PredictiveHire: Driving HR through Artificial Intelligence
Paul Burley, CEO
The recruitment strategies of organizations have transformed beyond recognition in the 21st century. Technology has taken the HR process one step forward, and has today made a giant leap with the integration of Artificial Intelligence in the recruitment process. PredictiveHire is one of the few companies enabling the HR drive, with quality AI to shoot down uncertainty over the ways in which new personnel can be recruited. The company defying industry trends is already achieving 89 percent accuracy for plenty of their clientele. Paul Burley, CEO, PredictiveHire says, “We give businesses the ability to make important HR decisions based on data, not gut-feeling, subjectivity or corporate belief systems.”
PredictiveHire collaborates with clients to ‘develop workforce analytics solutions to improve selection, development, and retention of the workforce.’ Identifying the right candidate has always been a challenge in any business environment. Paul, together with Jonathan Nicholson, Director and Co-Founder, assembled a team of data scientists, organizational psychologists, and recruitment experts to leverage the power of AI and machine learning. The firm builds predictive AI models to reduce employee turnover, increase business performance, and improve workforce diversity. With their AI-driven neural networks, PredictiveHire addresses errors of judgment generated by human factors with a simple formula “Client Data + PredictiveHire Science = Exceptional HR results”. The formulaic process starts with methodical identification and gathering of Key Performance Indicator (KPI) data and incumbent workforce data capture.
With their AI-driven neural networks, PredictiveHire addresses errors of judgment generated by human factors
By combining the company data with PredictiveHire’s AI data science, a unique predictive model is created. When applying for a job, the candidate completes a brief QX and the model instantly generates a potential performance rating. When new performance data becomes available, the model re-calibrates automatically and improves its predictive accuracy.
The results derived from this include reduction in staff turnover, no-bias while hiring, cut-back in exposure to bad hires, elimination of fraud and compliance violations, increase in speed of hiring, and ultimately improvement in sales performance. Considering the high volatility in the recruitment process, the accuracy and results are comparably remarkable. But while PredictiveHire truly enables ‘blind recruitment’, the process itself is not unique in the industry. The reason PredictiveHire stands out from its peers is the provision of a unique model for each customer, the machine learning that continues to improve accuracy, simple number prediction, and deployment in days–delivered through the SaaS-based PredictionEdge platform.

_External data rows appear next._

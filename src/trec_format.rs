use std::cmp::Ordering;
use std::collections::BTreeMap;
use std::collections::hash_map::Entry;

use anyhow::{Context, Result, bail};

use crate::model::{JudgmentSet, QueryJudgments, RankedResults, RunSet};

/// Parses `query_id iteration doc_id level` lines.
pub fn parse_qrels(data: &[u8], source: &str) -> Result<JudgmentSet> {
    let text =
        std::str::from_utf8(data).with_context(|| format!("qrels are not UTF-8: {source}"))?;

    let mut set = JudgmentSet::default();
    for (line_index, line) in text.lines().enumerate() {
        let line_no = line_index + 1;
        let fields = line.split_whitespace().collect::<Vec<&str>>();
        if fields.is_empty() {
            continue;
        }
        if fields.len() != 4 {
            bail!(
                "{source}:{line_no}: expected 4 qrels fields, found {}",
                fields.len()
            );
        }

        let query_id = fields[0];
        let doc_id = fields[2];
        let level = fields[3]
            .parse::<i32>()
            .with_context(|| format!("{source}:{line_no}: invalid relevance level {:?}", fields[3]))?;

        let judgments = set
            .queries
            .entry(query_id.to_string())
            .or_insert_with(|| QueryJudgments::new(query_id));
        match judgments.levels.entry(doc_id.to_string()) {
            Entry::Occupied(_) => {
                bail!("{source}:{line_no}: duplicate judgment for {query_id}/{doc_id}")
            }
            Entry::Vacant(slot) => {
                slot.insert(level);
            }
        }
        set.judgment_count += 1;
    }

    Ok(set)
}

struct ScoredDoc {
    doc_id: String,
    score: f64,
}

/// Parses `query_id iteration doc_id rank score run_id` lines. Documents are
/// ordered by descending score, ties by descending doc id; the rank column
/// is ignored.
pub fn parse_run(data: &[u8], source: &str) -> Result<RunSet> {
    let text = std::str::from_utf8(data).with_context(|| format!("run is not UTF-8: {source}"))?;

    let mut run_id: Option<String> = None;
    let mut scored = BTreeMap::<String, Vec<ScoredDoc>>::new();
    let mut line_count = 0_usize;
    for (line_index, line) in text.lines().enumerate() {
        let line_no = line_index + 1;
        let fields = line.split_whitespace().collect::<Vec<&str>>();
        if fields.is_empty() {
            continue;
        }
        if fields.len() != 6 {
            bail!(
                "{source}:{line_no}: expected 6 run fields, found {}",
                fields.len()
            );
        }

        let score = fields[4]
            .parse::<f64>()
            .with_context(|| format!("{source}:{line_no}: invalid score {:?}", fields[4]))?;
        if !score.is_finite() {
            bail!("{source}:{line_no}: score must be finite, found {}", fields[4]);
        }

        match run_id.as_deref() {
            Some(existing) if existing != fields[5] => {
                bail!(
                    "{source}:{line_no}: run id {:?} differs from {:?}",
                    fields[5],
                    existing
                );
            }
            Some(_) => {}
            None => run_id = Some(fields[5].to_string()),
        }

        scored
            .entry(fields[0].to_string())
            .or_default()
            .push(ScoredDoc {
                doc_id: fields[2].to_string(),
                score,
            });
        line_count += 1;
    }

    let queries = scored
        .into_iter()
        .map(|(query_id, mut docs)| {
            docs.sort_by(|left, right| {
                right
                    .score
                    .partial_cmp(&left.score)
                    .unwrap_or(Ordering::Equal)
                    .then_with(|| right.doc_id.cmp(&left.doc_id))
            });
            let results = RankedResults {
                query_id: query_id.clone(),
                doc_ids: docs.into_iter().map(|doc| doc.doc_id).collect(),
            };
            (query_id, results)
        })
        .collect();

    Ok(RunSet {
        run_id,
        queries,
        line_count,
    })
}

#[cfg(test)]
mod tests {
    use super::{parse_qrels, parse_run};

    #[test]
    fn qrels_group_by_query_and_keep_negative_levels() {
        let raw = b"q1 0 d1 2\nq1 0 d2 0\n\nq2 0 d9 -1\n";
        let set = parse_qrels(raw, "qrels").expect("qrels should parse");

        assert_eq!(set.judgment_count, 3);
        assert_eq!(set.queries.len(), 2);
        let q1 = &set.queries["q1"];
        assert_eq!(q1.judged_level("d1"), Some(2));
        assert_eq!(q1.judged_level("d2"), Some(0));
        let q2 = &set.queries["q2"];
        assert_eq!(q2.levels.get("d9"), Some(&-1));
        assert_eq!(q2.judged_level("d9"), None);
    }

    #[test]
    fn qrels_reject_malformed_and_duplicate_lines() {
        let error = parse_qrels(b"q1 0 d1\n", "qrels").expect_err("short line should fail");
        assert!(error.to_string().contains("qrels:1"), "unexpected error: {error}");

        let error = parse_qrels(b"q1 0 d1 x\n", "qrels").expect_err("bad level should fail");
        assert!(error.to_string().contains("qrels:1"), "unexpected error: {error}");

        let error = parse_qrels(b"q1 0 d1 1\nq1 0 d1 2\n", "qrels")
            .expect_err("duplicate judgment should fail");
        assert!(error.to_string().contains("qrels:2"), "unexpected error: {error}");
    }

    #[test]
    fn run_orders_by_score_then_doc_id_descending() {
        let raw = b"q1 Q0 a 1 0.5 sys\nq1 Q0 b 2 0.9 sys\nq1 Q0 c 3 0.5 sys\nq0 Q0 z 1 1.0 sys\n";
        let run = parse_run(raw, "run").expect("run should parse");

        assert_eq!(run.run_id.as_deref(), Some("sys"));
        assert_eq!(run.line_count, 4);
        assert_eq!(run.queries.keys().collect::<Vec<_>>(), vec!["q0", "q1"]);
        assert_eq!(run.queries["q1"].doc_ids, vec!["b", "c", "a"]);
    }

    #[test]
    fn run_treats_signed_zero_scores_as_tied() {
        let run = parse_run(b"q1 Q0 a 1 0 sys\nq1 Q0 b 2 -0 sys\nq1 Q0 c 3 -0.0 sys\n", "run")
            .expect("run should parse");
        assert_eq!(run.queries["q1"].doc_ids, vec!["c", "b", "a"]);
    }

    #[test]
    fn run_rejects_mixed_run_ids_and_bad_scores() {
        let error = parse_run(b"q1 Q0 a 1 0.5 one\nq1 Q0 b 2 0.4 two\n", "run")
            .expect_err("mixed run ids should fail");
        assert!(error.to_string().contains("run:2"), "unexpected error: {error}");

        assert!(parse_run(b"q1 Q0 a 1 high sys\n", "run").is_err());
        assert!(parse_run(b"q1 Q0 a 1 NaN sys\n", "run").is_err());
        assert!(parse_run(b"q1 Q0 a 1\n", "run").is_err());
    }

    #[test]
    fn run_keeps_duplicate_documents_for_later_validation() {
        let run = parse_run(b"q1 Q0 a 1 0.5 sys\nq1 Q0 a 2 0.4 sys\n", "run")
            .expect("duplicates are not a parse error");
        assert_eq!(run.queries["q1"].doc_ids, vec!["a", "a"]);
    }
}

An example of PredictiveHire’s result-oriented AI-driven HR process is the success of RED’s recruitment strategy. Like every recruitment specialist RED was suffering from the lack of a definitive and objective approach to hire the best from a vast pool of candidates and was also looking to eliminate any risk of bias in recruitment. PredictiveHire, by implementing its process in four phases and using RED’s specific frame of reference, has not only brought real objectivity to the hiring process but changed the ways in which RED undertakes its recruitment drive.
In the years to come, the firm looks forward to the impact AI will have on HR. Paul concludes, “We are excited about the potential for AI in HR. The ability to make more informed HR decisions will benefit companies enormously and we’ll continue to bring rigor and measurability to HR business decisions that will drive companies to success.”